It was not until 1970 that Presidentelect John Kemeny made the first concrete move toward a university press of New England by contacting President John McConnell of the University of New Hampshire. Barkis was willin', and in April of 1970, the Dartmouth College Board of Trustees approved the establishment by Dartmouth and the University of New Hampshire of what has become a very successful experiment in publishing.

The original intent was to incorporate colleges and universities from Maine, Vermont, and New Hampshire as a University Press of Northern New England, but when institutions in Massachusetts and Rhode Island expressed interest, the "northern" was dropped. Within a few months, Reynolds had signed up Clark University and the University of Vermont, and in time, 0Brandeis, the University of Rhode Island, Tufts, and Brown would join, to give the press its current composition.

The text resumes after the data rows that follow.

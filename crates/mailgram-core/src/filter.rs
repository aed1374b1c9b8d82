//! Sender and subject filters.

use regex::{Regex, RegexBuilder};

/// Outcome of running a message through the filters.
#[derive(Debug, Clone, Copy, PartialEq, Eq)]
pub enum FilterDecision {
    /// Deliver the message.
    Forward,
    /// Do not deliver; the message is still marked seen.
    Skip(SkipReason),
}

/// Why a message was skipped.
#[derive(Debug, Clone, Copy, PartialEq, Eq)]
pub enum SkipReason {
    /// The sender did not match the allow-pattern.
    SenderNotAllowed,
    /// The sender matched the deny-pattern.
    SenderDenied,
    /// The subject matched the deny-pattern.
    SubjectDenied,
}

impl SkipReason {
    /// Short description for logs.
    #[must_use]
    pub const fn as_str(self) -> &'static str {
        match self {
            Self::SenderNotAllowed => "sender not in whitelist",
            Self::SenderDenied => "sender blacklisted",
            Self::SubjectDenied => "subject blacklisted",
        }
    }
}

/// Compiled filter patterns.
///
/// Patterns are case-insensitive and match anywhere in the value. An
/// allow-pattern, when present, makes the sender deny-pattern irrelevant.
#[derive(Debug, Clone, Default)]
pub struct FilterRule {
    sender_allow: Option<Regex>,
    sender_deny: Option<Regex>,
    subject_deny: Option<Regex>,
}

impl FilterRule {
    /// Compiles the given patterns. A pattern that fails to compile is
    /// logged and left disabled.
    #[must_use]
    pub fn new(
        sender_allow: Option<&str>,
        sender_deny: Option<&str>,
        subject_deny: Option<&str>,
    ) -> Self {
        Self {
            sender_allow: compile("sender whitelist", sender_allow),
            sender_deny: compile("sender blacklist", sender_deny),
            subject_deny: compile("subject blacklist", subject_deny),
        }
    }

    /// Returns `true` if any pattern is in effect.
    #[must_use]
    pub const fn is_active(&self) -> bool {
        self.sender_allow.is_some() || self.sender_deny.is_some() || self.subject_deny.is_some()
    }

    /// Decides whether a message with this sender and subject is forwarded.
    #[must_use]
    pub fn decide(&self, sender: &str, subject: &str) -> FilterDecision {
        if let Some(allow) = &self.sender_allow {
            if !allow.is_match(sender) {
                return FilterDecision::Skip(SkipReason::SenderNotAllowed);
            }
        } else if let Some(deny) = &self.sender_deny
            && deny.is_match(sender)
        {
            return FilterDecision::Skip(SkipReason::SenderDenied);
        }

        if let Some(deny) = &self.subject_deny
            && deny.is_match(subject)
        {
            return FilterDecision::Skip(SkipReason::SubjectDenied);
        }

        FilterDecision::Forward
    }
}

fn compile(name: &str, pattern: Option<&str>) -> Option<Regex> {
    let pattern = pattern?.trim();
    if pattern.is_empty() {
        return None;
    }
    match RegexBuilder::new(pattern).case_insensitive(true).build() {
        Ok(regex) => {
            tracing::info!(filter = name, pattern, "Filter enabled");
            Some(regex)
        }
        Err(e) => {
            tracing::error!(filter = name, pattern, error = %e, "Invalid filter pattern, filter disabled");
            None
        }
    }
}

#[cfg(test)]
mod tests {
    use super::*;

    #[test]
    fn test_no_patterns_forwards() {
        let rule = FilterRule::default();
        assert!(!rule.is_active());
        assert_eq!(rule.decide("a@b.c", "hi"), FilterDecision::Forward);
    }

    #[test]
    fn test_allow_pattern_takes_precedence() {
        let rule = FilterRule::new(Some("@example\\.com"), Some("boss"), None);
        assert_eq!(
            rule.decide("Boss <boss@EXAMPLE.com>", "x"),
            FilterDecision::Forward
        );
        assert_eq!(
            rule.decide("spam@other.org", "x"),
            FilterDecision::Skip(SkipReason::SenderNotAllowed)
        );
    }

    #[test]
    fn test_deny_pattern_without_allow() {
        let rule = FilterRule::new(None, Some("noreply"), None);
        assert_eq!(
            rule.decide("NoReply@shop.com", "x"),
            FilterDecision::Skip(SkipReason::SenderDenied)
        );
        assert_eq!(rule.decide("friend@home.net", "x"), FilterDecision::Forward);
    }

    #[test]
    fn test_subject_deny_applies_after_sender() {
        let rule = FilterRule::new(Some("example"), None, Some("^\\[spam\\]"));
        assert_eq!(
            rule.decide("a@example.com", "[SPAM] buy now"),
            FilterDecision::Skip(SkipReason::SubjectDenied)
        );
        assert_eq!(
            rule.decide("a@example.com", "re: [spam]"),
            FilterDecision::Forward
        );
    }

    #[test]
    fn test_invalid_pattern_is_disabled() {
        let rule = FilterRule::new(Some("(unclosed"), None, Some("  "));
        assert!(!rule.is_active());
        assert_eq!(rule.decide("anyone", "anything"), FilterDecision::Forward);
    }
}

Like most university presses, UPNE has two governing boards, one to handle policy and fiscal matters, and the other to handle editorial decisions. The director and the staff are salaried, but both boards are volunteer bodies. The Board of Governors is composed of ranking administrators (usually deans of graduate schools), one from each member institution. Each school also sends one senior faculty representative to make up the Editorial Committee, which decides what manuscripts to accept and thus controls the imprint. The members of the Editorial Committee also serve on their respective campuses as heads of panels that solicit and screen manuscripts. (The newest member, Brown, has gone the extra mile and appointed a professor to serve part-time as its own local editor, charged with acquiring manuscripts for Brown to submit to UPNE.)

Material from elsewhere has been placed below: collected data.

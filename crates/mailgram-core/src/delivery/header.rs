//! Notification header and attachment captions.

use mailgram_telegram::markdown::escape;

use crate::config::HeaderField;
use crate::transform::{Attachment, ParsedMessage, Priority};

/// Title line of every notification.
pub const TITLE: &str = "📧 *New email*";

/// Header rendered in both layouts.
#[derive(Debug, Clone, PartialEq, Eq)]
pub struct Header {
    /// Layout for a standalone text message.
    pub message: String,
    /// Compact layout for an image caption.
    pub caption: String,
}

/// Builds the header from the selected fields.
///
/// Empty fields and normal priority are left out. If nothing remains, the
/// subject is shown.
#[must_use]
pub fn build_header(message: &ParsedMessage, fields: &[HeaderField]) -> Header {
    let mut lines: Vec<String> = fields
        .iter()
        .filter_map(|field| field_line(message, *field))
        .collect();
    if lines.is_empty() {
        lines.push(labelled(HeaderField::Subject, &message.subject, true));
    }
    let body = lines.join("\n");
    Header {
        message: format!("{TITLE}\n\n{body}"),
        caption: format!("{TITLE}\n{body}"),
    }
}

fn field_line(message: &ParsedMessage, field: HeaderField) -> Option<String> {
    let (value, code) = match field {
        HeaderField::Subject => (message.subject.clone(), true),
        HeaderField::From => (message.sender.clone(), false),
        HeaderField::To => (message.recipients.join(", "), false),
        HeaderField::Cc => (message.cc.join(", "), false),
        HeaderField::Date => (message.date.clone().unwrap_or_default(), true),
        HeaderField::MessageId => (message.message_id.clone().unwrap_or_default(), true),
        HeaderField::Importance => {
            return match message.priority {
                Priority::High => Some("❗ *High priority*".to_string()),
                Priority::Low => Some("📉 *Low priority*".to_string()),
                Priority::Normal => None,
            };
        }
    };
    if value.trim().is_empty() {
        return None;
    }
    Some(labelled(field, value.trim(), code))
}

fn labelled(field: HeaderField, value: &str, code: bool) -> String {
    let value = escape(value);
    if code {
        format!("*{}:* `{value}`", field.label())
    } else {
        format!("*{}:* {value}", field.label())
    }
}

/// Title of the attachment list.
#[must_use]
pub fn attachments_title(count: usize) -> String {
    format!("📎 *Attachments ({count}):*")
}

/// Plain-text caption describing an attachment.
#[must_use]
pub fn attachment_caption(attachment: &Attachment) -> String {
    format!(
        "File: {}\nType: {}\nSize: {}",
        attachment.filename,
        attachment.mime_type,
        format_size(attachment.data.len())
    )
}

/// Human-readable size: KB below one megabyte, MB above.
#[must_use]
#[allow(clippy::cast_precision_loss)]
pub fn format_size(bytes: usize) -> String {
    let kb = bytes as f64 / 1024.0;
    if kb < 1024.0 {
        format!("{kb:.2} KB")
    } else {
        format!("{:.2} MB", kb / 1024.0)
    }
}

The press operates out of the central office and a 16,000-square-foot warehouse, both located in Hanover. Payroll administration and accounting support are provided by Dartmouth, which in that sense hosts the press and enjoys its presence locally. At present, UPNE employs a staff of 10, backed up by a number of free-lance editors and designers. It performs its own ware housing and distribution, though it contracts for such services as copy editing, printing, and binding. It offers full publishing services to its eight member campuses and also to authors at large. Roughly half of the 30 or so books it publishes each year come from member institutions, half not.

Under its own imprint The University Press of New England it publishes those books for which its authors and its staff locate the required subsidies. When a member institution sponsors a publication, a joint imprint University Press of New England for Dartmouth College, for instance is used and a percentage (usually half) of the income from the book goes to the institution. The cost of running the press is shared equally by members, who pay an annual membership fee that has no connection with the number of manuscripts accepted from each institution. At present, the UPNE membership fee is $16,000 a figure that causes people to ask McFarland if he hasn't dropped a digit.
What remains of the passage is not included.